Depuis que je me suis intéressé à l’ornithologie, j’ai toujours supposé que ce soudain retournement d’affection, cette étrange αντιστοργη qui succède immédiatement chez la gent ailée à la tendresse la plus passionnée est l’occasion d’une dispersion égale des oiseaux à la surface de la terre. Sans cette disposition, une région favorisée se trouverait remplie d’habitants alors que d’autres seraient vierges et oubliées. Mais les parents-oiseaux semblent conserver une supériorité jalouse et obliger les jeunes à chercher de nouvelles demeures ; et la rivalité des mâles chez de nombreuses espèces empêche qu’elles s’envahissent. Savoir si les hirondelles de cheminée et de fenêtre reviennent chaque année exactement en même quantité n’est pas simple, pour les raisons exposées ci-dessus ; mais il est évident, comme je l’ai exposé dans mes Monographies, que les quantités de retour sont absolument disproportionnées par rapport à celles qui émigrent.
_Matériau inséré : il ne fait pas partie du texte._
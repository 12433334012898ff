//! WebSocket transport: one pipeline per client connection.
//!
//! Binary frames from the client are audio input. Every pipeline event is
//! sent back as a JSON text frame. A client disconnect or send failure drops
//! the pipeline output, which cancels every stage.

use std::future::Future;
use std::net::SocketAddr;
use std::sync::Arc;

use async_trait::async_trait;
use futures::stream::SplitStream;
use futures::{SinkExt, StreamExt};
use tokio::net::{TcpListener, TcpStream};
use tokio::task::JoinSet;
use tokio_tungstenite::tungstenite::Message;
use tokio_tungstenite::{accept_async, WebSocketStream};
use tracing::{debug, info, warn};

use crate::error::Result;
use crate::pipeline::{AudioStream, VoicePipeline};

/// Builds a fresh pipeline (new session, new collaborator connections) for
/// each accepted client.
#[async_trait]
pub trait PipelineFactory: Send + Sync {
    async fn create(&self) -> Result<VoicePipeline>;
}

/// Accept loop for voice clients.
pub struct VoiceServer {
    listener: TcpListener,
    factory: Arc<dyn PipelineFactory>,
}

impl VoiceServer {
    pub async fn bind(addr: &str, factory: Arc<dyn PipelineFactory>) -> Result<Self> {
        let listener = TcpListener::bind(addr).await?;
        Ok(Self { listener, factory })
    }

    pub fn local_addr(&self) -> Result<SocketAddr> {
        Ok(self.listener.local_addr()?)
    }

    /// Serve until the process stops.
    pub async fn serve(self) -> Result<()> {
        self.serve_with_shutdown(std::future::pending()).await
    }

    /// Serve until `shutdown` resolves, then cancel every open connection.
    pub async fn serve_with_shutdown<F>(self, shutdown: F) -> Result<()>
    where
        F: Future<Output = ()> + Send,
    {
        info!(addr = ?self.listener.local_addr().ok(), "voice server listening");
        tokio::pin!(shutdown);
        let mut connections = JoinSet::new();

        loop {
            tokio::select! {
                () = &mut shutdown => break,
                accepted = self.listener.accept() => {
                    let (stream, peer) = match accepted {
                        Ok(accepted) => accepted,
                        Err(error) => {
                            warn!(%error, "accept failed");
                            continue;
                        }
                    };
                    let factory = Arc::clone(&self.factory);
                    connections.spawn(async move {
                        if let Err(error) = handle_connection(stream, factory).await {
                            warn!(%peer, %error, "connection ended with error");
                        }
                    });
                }
                Some(_) = connections.join_next(), if !connections.is_empty() => {}
            }
        }

        info!(open = connections.len(), "voice server shutting down");
        connections.shutdown().await;
        Ok(())
    }
}

/// Run one client connection to completion.
pub async fn handle_connection(stream: TcpStream, factory: Arc<dyn PipelineFactory>) -> Result<()> {
    let peer = stream.peer_addr().ok();
    let socket = accept_async(stream).await?;
    let (mut sink, source) = socket.split();

    let pipeline = match factory.create().await {
        Ok(pipeline) => pipeline,
        Err(error) => {
            let _ = sink.send(Message::Close(None)).await;
            return Err(error);
        }
    };
    let session = pipeline.session();
    info!(%session, ?peer, "client connected");

    let mut output = pipeline.run(client_audio(source));
    let mut outcome = Ok(());
    while let Some(item) = output.next().await {
        let event = match item {
            Ok(event) => event,
            Err(error) => {
                warn!(%session, %error, category = ?error.category(), "pipeline failed");
                outcome = Err(error);
                break;
            }
        };
        let frame = match event.to_wire() {
            Ok(frame) => frame,
            Err(error) => {
                outcome = Err(error);
                break;
            }
        };
        if let Err(error) = sink.send(Message::Text(frame)).await {
            debug!(%session, %error, "client gone, cancelling pipeline");
            break;
        }
    }

    drop(output);
    let _ = sink.close().await;
    info!(%session, "client disconnected");
    outcome
}

fn client_audio(mut source: SplitStream<WebSocketStream<TcpStream>>) -> AudioStream {
    Box::pin(async_stream::stream! {
        while let Some(message) = source.next().await {
            match message {
                Ok(Message::Binary(frame)) => yield frame,
                Ok(Message::Close(_)) => break,
                Ok(_) => continue,
                Err(error) => {
                    debug!(%error, "client read failed, ending audio input");
                    break;
                }
            }
        }
    })
}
L’histoire naturelle de Selborne, Londres, 1789.

Notes

[1Le frère de l’auteur, John (NdT).

[2Il peut y en avoir trois ou quatre, mais le martinet appartient au genre des Apodidæ et non des Hirundinidæ comme l’hirondelle : l’éducation incombe majoritairement à la femelle, même s’il arrive au mâle de rentrer au nid pour la nuit. Sinon, il passe la nuit à voler en dormant (NdT).

[3Le martinet alpin ou à ventre blanc, apus melba (NdT).

[4John Anthony Scopoli, de Cardiola, Docteur en médecine (NdA).

[5ring (NdT).

[6Date erronée, puisque la lettre est datée de 1774 (NdT).